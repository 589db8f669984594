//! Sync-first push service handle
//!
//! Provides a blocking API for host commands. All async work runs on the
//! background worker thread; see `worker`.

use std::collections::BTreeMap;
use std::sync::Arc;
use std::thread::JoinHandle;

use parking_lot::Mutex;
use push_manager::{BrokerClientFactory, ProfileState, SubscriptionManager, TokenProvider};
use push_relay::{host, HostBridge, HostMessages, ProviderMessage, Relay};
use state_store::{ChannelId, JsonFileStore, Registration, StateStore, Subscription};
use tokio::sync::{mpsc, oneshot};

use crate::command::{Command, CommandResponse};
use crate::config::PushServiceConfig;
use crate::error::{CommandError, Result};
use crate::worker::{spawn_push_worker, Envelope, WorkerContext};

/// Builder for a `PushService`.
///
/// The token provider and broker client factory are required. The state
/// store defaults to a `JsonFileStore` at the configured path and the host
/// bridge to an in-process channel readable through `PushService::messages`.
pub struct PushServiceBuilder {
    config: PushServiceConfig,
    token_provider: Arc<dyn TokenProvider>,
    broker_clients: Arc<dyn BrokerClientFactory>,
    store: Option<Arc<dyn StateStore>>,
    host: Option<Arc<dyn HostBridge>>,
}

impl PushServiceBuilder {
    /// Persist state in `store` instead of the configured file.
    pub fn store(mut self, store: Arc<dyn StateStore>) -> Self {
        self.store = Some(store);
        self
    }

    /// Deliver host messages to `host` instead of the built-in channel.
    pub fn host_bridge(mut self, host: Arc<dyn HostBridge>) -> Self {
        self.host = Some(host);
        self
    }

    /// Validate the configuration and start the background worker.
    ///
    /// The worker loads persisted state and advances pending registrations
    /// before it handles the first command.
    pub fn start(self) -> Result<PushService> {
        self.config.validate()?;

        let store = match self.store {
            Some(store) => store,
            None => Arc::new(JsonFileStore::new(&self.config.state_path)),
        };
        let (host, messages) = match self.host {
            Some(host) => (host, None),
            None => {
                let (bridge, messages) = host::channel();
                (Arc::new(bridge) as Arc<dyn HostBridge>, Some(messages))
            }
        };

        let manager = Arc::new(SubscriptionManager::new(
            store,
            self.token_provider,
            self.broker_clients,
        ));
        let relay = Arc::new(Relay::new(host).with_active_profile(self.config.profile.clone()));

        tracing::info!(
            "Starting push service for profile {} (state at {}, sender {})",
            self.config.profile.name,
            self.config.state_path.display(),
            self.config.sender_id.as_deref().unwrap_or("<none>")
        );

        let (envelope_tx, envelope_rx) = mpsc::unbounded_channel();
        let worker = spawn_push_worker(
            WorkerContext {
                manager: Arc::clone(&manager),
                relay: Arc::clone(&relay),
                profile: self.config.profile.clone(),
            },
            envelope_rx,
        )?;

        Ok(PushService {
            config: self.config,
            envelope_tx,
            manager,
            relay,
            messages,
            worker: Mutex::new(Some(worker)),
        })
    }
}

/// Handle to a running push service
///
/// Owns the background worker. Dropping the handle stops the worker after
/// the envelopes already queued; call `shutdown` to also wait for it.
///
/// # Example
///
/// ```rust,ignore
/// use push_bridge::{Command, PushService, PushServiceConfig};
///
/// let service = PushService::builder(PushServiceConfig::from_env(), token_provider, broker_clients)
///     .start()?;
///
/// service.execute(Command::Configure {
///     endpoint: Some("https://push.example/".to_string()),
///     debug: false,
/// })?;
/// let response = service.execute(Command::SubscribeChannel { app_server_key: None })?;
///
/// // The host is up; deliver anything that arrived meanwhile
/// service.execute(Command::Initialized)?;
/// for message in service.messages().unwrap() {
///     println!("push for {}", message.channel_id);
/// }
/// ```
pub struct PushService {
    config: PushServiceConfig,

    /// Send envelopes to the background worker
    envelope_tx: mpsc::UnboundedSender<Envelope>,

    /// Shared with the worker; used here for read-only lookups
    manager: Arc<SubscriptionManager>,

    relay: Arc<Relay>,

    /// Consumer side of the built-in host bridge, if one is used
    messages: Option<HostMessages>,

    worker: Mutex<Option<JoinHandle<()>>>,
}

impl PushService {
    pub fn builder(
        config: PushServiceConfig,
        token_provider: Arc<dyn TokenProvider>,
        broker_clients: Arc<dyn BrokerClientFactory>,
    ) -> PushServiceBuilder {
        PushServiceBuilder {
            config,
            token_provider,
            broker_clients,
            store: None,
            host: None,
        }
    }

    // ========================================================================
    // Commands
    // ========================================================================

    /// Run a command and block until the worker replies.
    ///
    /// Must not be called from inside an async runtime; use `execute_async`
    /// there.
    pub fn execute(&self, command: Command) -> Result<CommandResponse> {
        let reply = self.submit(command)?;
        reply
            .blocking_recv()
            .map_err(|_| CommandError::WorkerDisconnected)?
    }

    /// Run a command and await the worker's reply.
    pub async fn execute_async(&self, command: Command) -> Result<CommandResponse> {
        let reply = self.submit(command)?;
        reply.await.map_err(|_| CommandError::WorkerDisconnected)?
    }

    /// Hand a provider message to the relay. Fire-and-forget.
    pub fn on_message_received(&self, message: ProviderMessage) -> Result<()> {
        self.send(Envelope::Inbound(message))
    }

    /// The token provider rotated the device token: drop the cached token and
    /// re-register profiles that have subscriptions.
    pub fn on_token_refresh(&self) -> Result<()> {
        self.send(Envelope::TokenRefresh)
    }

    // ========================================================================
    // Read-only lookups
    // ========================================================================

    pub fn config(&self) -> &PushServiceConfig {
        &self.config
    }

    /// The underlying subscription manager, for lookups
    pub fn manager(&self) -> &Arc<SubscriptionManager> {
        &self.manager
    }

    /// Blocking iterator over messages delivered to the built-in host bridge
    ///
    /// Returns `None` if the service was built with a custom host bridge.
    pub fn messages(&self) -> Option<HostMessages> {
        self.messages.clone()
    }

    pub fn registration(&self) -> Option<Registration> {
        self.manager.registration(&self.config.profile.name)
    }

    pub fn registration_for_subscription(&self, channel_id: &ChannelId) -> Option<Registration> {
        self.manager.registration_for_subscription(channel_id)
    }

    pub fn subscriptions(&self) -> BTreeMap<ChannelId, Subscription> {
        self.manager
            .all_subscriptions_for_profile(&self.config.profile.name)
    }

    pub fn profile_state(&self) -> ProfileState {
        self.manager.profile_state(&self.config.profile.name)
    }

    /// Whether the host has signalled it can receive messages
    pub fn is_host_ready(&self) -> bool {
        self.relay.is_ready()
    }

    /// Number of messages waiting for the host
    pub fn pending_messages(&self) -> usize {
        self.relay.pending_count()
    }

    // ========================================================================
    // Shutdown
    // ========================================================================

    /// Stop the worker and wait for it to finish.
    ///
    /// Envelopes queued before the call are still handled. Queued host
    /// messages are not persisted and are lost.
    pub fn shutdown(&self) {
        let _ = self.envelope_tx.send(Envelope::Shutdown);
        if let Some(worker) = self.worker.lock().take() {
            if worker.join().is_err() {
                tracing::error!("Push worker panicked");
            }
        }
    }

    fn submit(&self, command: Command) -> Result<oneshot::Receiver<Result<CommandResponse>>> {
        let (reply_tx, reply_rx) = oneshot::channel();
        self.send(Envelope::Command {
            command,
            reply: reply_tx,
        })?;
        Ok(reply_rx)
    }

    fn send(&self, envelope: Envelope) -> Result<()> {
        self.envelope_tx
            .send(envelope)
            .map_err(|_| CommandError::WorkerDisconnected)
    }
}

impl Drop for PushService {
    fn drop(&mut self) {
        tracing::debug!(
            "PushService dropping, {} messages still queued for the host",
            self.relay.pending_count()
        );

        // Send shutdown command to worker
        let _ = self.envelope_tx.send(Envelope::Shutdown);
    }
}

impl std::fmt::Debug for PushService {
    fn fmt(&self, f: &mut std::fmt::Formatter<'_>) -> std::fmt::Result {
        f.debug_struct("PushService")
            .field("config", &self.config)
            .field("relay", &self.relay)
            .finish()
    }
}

──────

■ REQUIREMENT: Count how many lines in the entries hold "thread" and reply with that number alone.

■ RESULT: 2